March (% year-on-year) | World share1 | CTK | ACTK | CLF (%-pt)2 | CLF (level)3 |
Total Market | 100.0% | -7.7% | 9.9% | -8.8% | 46.2% |
Africa | 2.0% | -6.2% | -4.1% | -1.1% | 48.9% |
Asia Pacific | 32.4% | -7.3% | 23.6% | -16.2% | 48.5% |
Europe | 21.8% | -7.8% | 8.8% | -10.3% | 57.0% |
Latin America | 2.7% | -5.3% | 12.9% | -7.0% | 36.6% |
Middle East | 13.0% | -5.5% | 9.7% | -7.3% | 45.6% |
North America | 28.1% | -9.4% | 0.4% | -4.2% | 39.3% |
March Regional Performance
• Asia-Pacific airlines saw their air cargo volumes decrease by 7.3% in March 2023 compared to the same month in 2022. This was a slight decrease in performance compared to February (-5.4%). The drop in demand suggests that air cargo traffic in the region has not yet stabilized following China’s reopening in January. Available capacity in the region increased by 23.6% compared to March 2022 as more belly capacity came online from the passenger side of the business.

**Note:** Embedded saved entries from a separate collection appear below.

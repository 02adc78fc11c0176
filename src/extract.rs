//! Pure record extraction over an intercepted listing payload.
//!
//! No I/O happens here: the extractor walks the payload's listing array,
//! applies the validity predicate, and projects passing items into flat
//! records. Malformed individual items are skipped, never an error.

use serde::Serialize;
use serde_json::Value;

/// Sentinel written for any field the listing does not carry.
pub const NOT_AVAILABLE: &str = "N/A";

/// Promoted listings surface through a JSON-encoded exposure marker whose
/// tracking key contains this sentinel.
const PROMOTED_SENTINEL: &str = "recomhotellist";

/// One validated, flattened listing.
#[derive(Debug, Clone, PartialEq, Eq, Serialize)]
pub struct HotelRecord {
    pub name: String,
    pub star_rating: String,
    pub address: String,
    pub zone: String,
    pub longitude: String,
    pub latitude: String,
    pub score: String,
}

/// Result of extracting one payload.
#[derive(Debug, Default)]
pub struct Extraction {
    /// Records passing the validity predicate, in payload order.
    pub records: Vec<HotelRecord>,
    /// Number of valid records (`records.len()`, kept as an explicit tally).
    pub valid_count: usize,
    /// Total items seen in the listing array, valid or not.
    pub total_items: usize,
}

/// Extract all valid records from a structurally valid payload.
pub fn extract(payload: &Value) -> Extraction {
    let mut out = Extraction::default();
    let Some(items) = payload
        .get("data")
        .and_then(|d| d.get("hotelList"))
        .and_then(Value::as_array)
    else {
        return out;
    };

    out.total_items = items.len();
    for item in items {
        if !is_valid_listing(item) {
            continue;
        }
        out.records.push(project(item));
        out.valid_count += 1;
    }
    out
}

/// A listing is valid iff name, address, and coordinate are all present and
/// non-empty, and it is not a promoted listing.
fn is_valid_listing(item: &Value) -> bool {
    let info = item.get("hotelInfo");
    let position = info.and_then(|i| i.get("positionInfo"));

    let name = info.and_then(|i| i.get("nameInfo")).and_then(|n| n.get("name"));
    let address = position.and_then(|p| p.get("address"));
    let coordinate = position.and_then(|p| p.get("mapCoordinate"));

    if !present(name) || !present(address) || !present(coordinate) {
        return false;
    }
    !is_promoted(item)
}

/// Whether a field carries a usable value (non-null, non-empty).
fn present(value: Option<&Value>) -> bool {
    match value {
        None | Some(Value::Null) => false,
        Some(Value::String(s)) => !s.is_empty(),
        Some(Value::Array(a)) => !a.is_empty(),
        Some(Value::Object(o)) => !o.is_empty(),
        Some(_) => true,
    }
}

/// Decode the exposure side channel; an unreadable marker is treated as
/// not promoted rather than invalidating the record.
fn is_promoted(item: &Value) -> bool {
    let Some(raw) = item.get("data-exposure").and_then(Value::as_str) else {
        return false;
    };
    let Ok(exposure) = serde_json::from_str::<Value>(raw) else {
        return false;
    };
    exposure
        .get("ubtKey")
        .and_then(Value::as_str)
        .is_some_and(|key| key.contains(PROMOTED_SENTINEL))
}

fn project(item: &Value) -> HotelRecord {
    let info = item.get("hotelInfo");
    let position = info.and_then(|i| i.get("positionInfo"));
    let coordinate = position
        .and_then(|p| p.get("mapCoordinate"))
        .and_then(|c| c.get(0));

    HotelRecord {
        name: text(info.and_then(|i| i.get("nameInfo")).and_then(|n| n.get("name"))),
        star_rating: text(info.and_then(|i| i.get("hotelStar")).and_then(|s| s.get("star"))),
        address: text(position.and_then(|p| p.get("address"))),
        zone: text(position.and_then(|p| p.get("zoneNames")).and_then(|z| z.get(0))),
        longitude: text(coordinate.and_then(|c| c.get("longitude"))),
        latitude: text(coordinate.and_then(|c| c.get("latitude"))),
        score: text(
            info.and_then(|i| i.get("commentInfo"))
                .and_then(|c| c.get("commentScore")),
        ),
    }
}

/// Render an optional scalar as display text, `N/A` when missing or empty.
fn text(value: Option<&Value>) -> String {
    match value {
        None | Some(Value::Null) => NOT_AVAILABLE.to_string(),
        Some(Value::String(s)) if s.is_empty() => NOT_AVAILABLE.to_string(),
        Some(Value::String(s)) => s.clone(),
        Some(other) => other.to_string(),
    }
}

#[cfg(test)]
mod tests {
    use super::*;
    use serde_json::json;

    fn listing(name: &str, address: &str) -> Value {
        json!({
            "hotelInfo": {
                "nameInfo": { "name": name },
                "hotelStar": { "star": 4 },
                "positionInfo": {
                    "address": address,
                    "zoneNames": ["鼓楼区"],
                    "mapCoordinate": [{ "longitude": "118.77", "latitude": "32.06" }]
                },
                "commentInfo": { "commentScore": 4.7 }
            }
        })
    }

    fn payload(items: Vec<Value>) -> Value {
        json!({ "data": { "hotelList": items } })
    }

    #[test]
    fn test_extracts_complete_listing() {
        let extraction = extract(&payload(vec![listing("南京饭店", "中山北路")]));
        assert_eq!(extraction.valid_count, 1);
        assert_eq!(extraction.total_items, 1);

        let record = &extraction.records[0];
        assert_eq!(record.name, "南京饭店");
        assert_eq!(record.star_rating, "4");
        assert_eq!(record.address, "中山北路");
        assert_eq!(record.zone, "鼓楼区");
        assert_eq!(record.longitude, "118.77");
        assert_eq!(record.latitude, "32.06");
        assert_eq!(record.score, "4.7");
    }

    #[test]
    fn test_missing_address_excluded() {
        let mut item = listing("南京饭店", "中山北路");
        item["hotelInfo"]["positionInfo"]
            .as_object_mut()
            .unwrap()
            .remove("address");
        let extraction = extract(&payload(vec![item]));
        assert_eq!(extraction.valid_count, 0);
        assert_eq!(extraction.total_items, 1);
    }

    #[test]
    fn test_empty_coordinate_excluded() {
        let mut item = listing("南京饭店", "中山北路");
        item["hotelInfo"]["positionInfo"]["mapCoordinate"] = json!([]);
        let extraction = extract(&payload(vec![item]));
        assert_eq!(extraction.valid_count, 0);
    }

    #[test]
    fn test_empty_name_excluded() {
        let extraction = extract(&payload(vec![listing("", "中山北路")]));
        assert_eq!(extraction.valid_count, 0);
    }

    #[test]
    fn test_promoted_listing_excluded() {
        let mut item = listing("推广酒店", "中山北路");
        item["data-exposure"] =
            json!("{\"ubtKey\":\"htl.list.recomhotellist.click\"}");
        let extraction = extract(&payload(vec![item]));
        assert_eq!(extraction.valid_count, 0);
    }

    #[test]
    fn test_unreadable_exposure_kept() {
        let mut item = listing("南京饭店", "中山北路");
        item["data-exposure"] = json!("not json at all");
        let extraction = extract(&payload(vec![item]));
        assert_eq!(extraction.valid_count, 1);
    }

    #[test]
    fn test_missing_optional_fields_become_sentinel() {
        let item = json!({
            "hotelInfo": {
                "nameInfo": { "name": "简朴旅馆" },
                "positionInfo": {
                    "address": "某条路",
                    "mapCoordinate": [{}]
                }
            }
        });
        let extraction = extract(&payload(vec![item]));
        assert_eq!(extraction.valid_count, 1);

        let record = &extraction.records[0];
        assert_eq!(record.star_rating, NOT_AVAILABLE);
        assert_eq!(record.zone, NOT_AVAILABLE);
        assert_eq!(record.longitude, NOT_AVAILABLE);
        assert_eq!(record.latitude, NOT_AVAILABLE);
        assert_eq!(record.score, NOT_AVAILABLE);
    }

    #[test]
    fn test_malformed_item_skipped_not_fatal() {
        let extraction = extract(&payload(vec![
            json!("just a string"),
            json!(42),
            listing("真酒店", "真地址"),
        ]));
        assert_eq!(extraction.total_items, 3);
        assert_eq!(extraction.valid_count, 1);
        assert_eq!(extraction.records[0].name, "真酒店");
    }

    #[test]
    fn test_missing_listing_array_yields_nothing() {
        let extraction = extract(&json!({ "data": {} }));
        assert_eq!(extraction.valid_count, 0);
        assert_eq!(extraction.total_items, 0);
        assert!(extraction.records.is_empty());
    }
}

• North American carriers posted the weakest performance of all regions with a 9.4% decrease in cargo volumes in March 2023 compared to the same month in 2022. This was a decrease in performance compared to February (-10.3%). The transatlantic route between North America and Europe saw traffic declining at an accelerated pace throughout March. Capacity increased 0.4% compared to March 2022.

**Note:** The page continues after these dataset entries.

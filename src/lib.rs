//! Stayharvest, an adaptive hotel-listing harvester.
//!
//! Drives a headless Chromium session through a paginated listing site,
//! intercepts the underlying JSON data responses over CDP, extracts
//! validated records, and appends them to a CSV file until pagination is
//! confirmed exhausted.
//!
//! This library crate exposes the core modules for integration testing.

pub mod browser;
pub mod config;
pub mod events;
pub mod extract;
pub mod harvest;
pub mod sink;
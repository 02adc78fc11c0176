//! The exhaustion judgment.
//!
//! Two independent signals, combined conservatively: a long empty streak
//! confirms exhaustion outright, while a shorter streak needs a marker-probe
//! consensus on top. False termination loses data permanently; false
//! continuation only wastes time, so every threshold leans toward
//! continuing.

use crate::browser::PageDriver;
use crate::config::{SiteProfile, TerminationPolicy};
use crate::events::{EventBus, HarvestEvent};
use anyhow::Result;
use serde::{Deserialize, Serialize};
use tracing::{debug, info};

/// Which signal confirmed exhaustion.
#[derive(Debug, Clone, Copy, PartialEq, Eq, Serialize, Deserialize)]
pub enum TerminationReason {
    /// The empty streak alone reached the fast-path limit.
    EmptyStreak,
    /// Marker probes agreed the site has stopped serving data.
    MarkerConsensus,
}

/// Judge whether pagination is exhausted. `None` means keep going.
///
/// Invoked only after a failed page attempt, never unconditionally; a
/// successful page always continues.
pub async fn confirm_exhausted(
    driver: &dyn PageDriver,
    site: &SiteProfile,
    policy: &TerminationPolicy,
    empty_streak: u32,
    events: &EventBus,
) -> Result<Option<TerminationReason>> {
    // Fast path: a long run of empty pages is conclusive on its own.
    if empty_streak >= policy.fast_streak {
        info!(empty_streak, "empty streak limit reached");
        return Ok(Some(TerminationReason::EmptyStreak));
    }

    // Slow path: probe the page markers and accumulate a consensus score.
    let mut score: i32 = 0;
    for probe in 1..=policy.probes {
        driver.scroll_to_bottom().await?;
        tokio::time::sleep(policy.probe_settle).await;

        let has_stop = driver
            .find_element(&site.no_results_selector, policy.marker_timeout)
            .await?
            .is_some()
            || driver
                .find_element(&site.compensate_selector, policy.marker_timeout)
                .await?
                .is_some();
        let has_data = driver
            .find_element(&site.list_item_selector, policy.marker_timeout)
            .await?
            .is_some();

        if has_stop && !has_data {
            score += 1;
        } else if !has_stop && has_data {
            // Visible data lowers confidence in the stop markers.
            score -= 1;
        }
        debug!(probe, has_stop, has_data, score, "exhaustion probe");
        events.emit(HarvestEvent::TerminationProbe {
            probe,
            has_stop,
            has_data,
            score,
        });
    }

    if score >= policy.confirm_score && empty_streak >= policy.min_streak {
        info!(score, empty_streak, "marker consensus confirms exhaustion");
        return Ok(Some(TerminationReason::MarkerConsensus));
    }
    Ok(None)
}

• European carriers saw the most substantial improvement in demand in March over the previous month. Airlines in the region saw their air cargo volumes decrease by 7.8% in March 2023 compared to the same month in 2022. This was an improvement in performance versus February (-15.9%). Airlines in the region continue to be most affected by the war in Ukraine. Capacity increased 8.8% in March 2023 compared to March 2022.
• Middle Eastern carriers experienced a 5.5% year-on-year decrease in cargo volumes in March 2023. This was also an improvement to the previous month’s decline (-7.1%). The demand on Middle East-Europe routes has been trending upward in recent months. Capacity increased 9.7% compared to March 2022.
• Latin American carriers had the strongest performance of all regions in March despite posting a decline in performance over the previous month. Carriers in the region reported a 5.3% decrease in cargo volumes in March 2023 compared to March 2022. This was a drop in performance compared to February which saw a 2.9% decrease. Capacity in March was up 12.9% compared to the same month in 2022.
• African airlines saw cargo volumes decrease by 6.2% in March 2023 compared to March 2022. This was an improvement in performance compared to the previous month (-7.4%). Notably, Africa to Asia routes experienced significant cargo demand growth in March. Capacity was 4.1% below March 2022 levels.
The International Air Transport Association (IATA) released data for March 2023 global air cargo markets showing a continued decline against previous year’s demand performance. This trend began in March 2022.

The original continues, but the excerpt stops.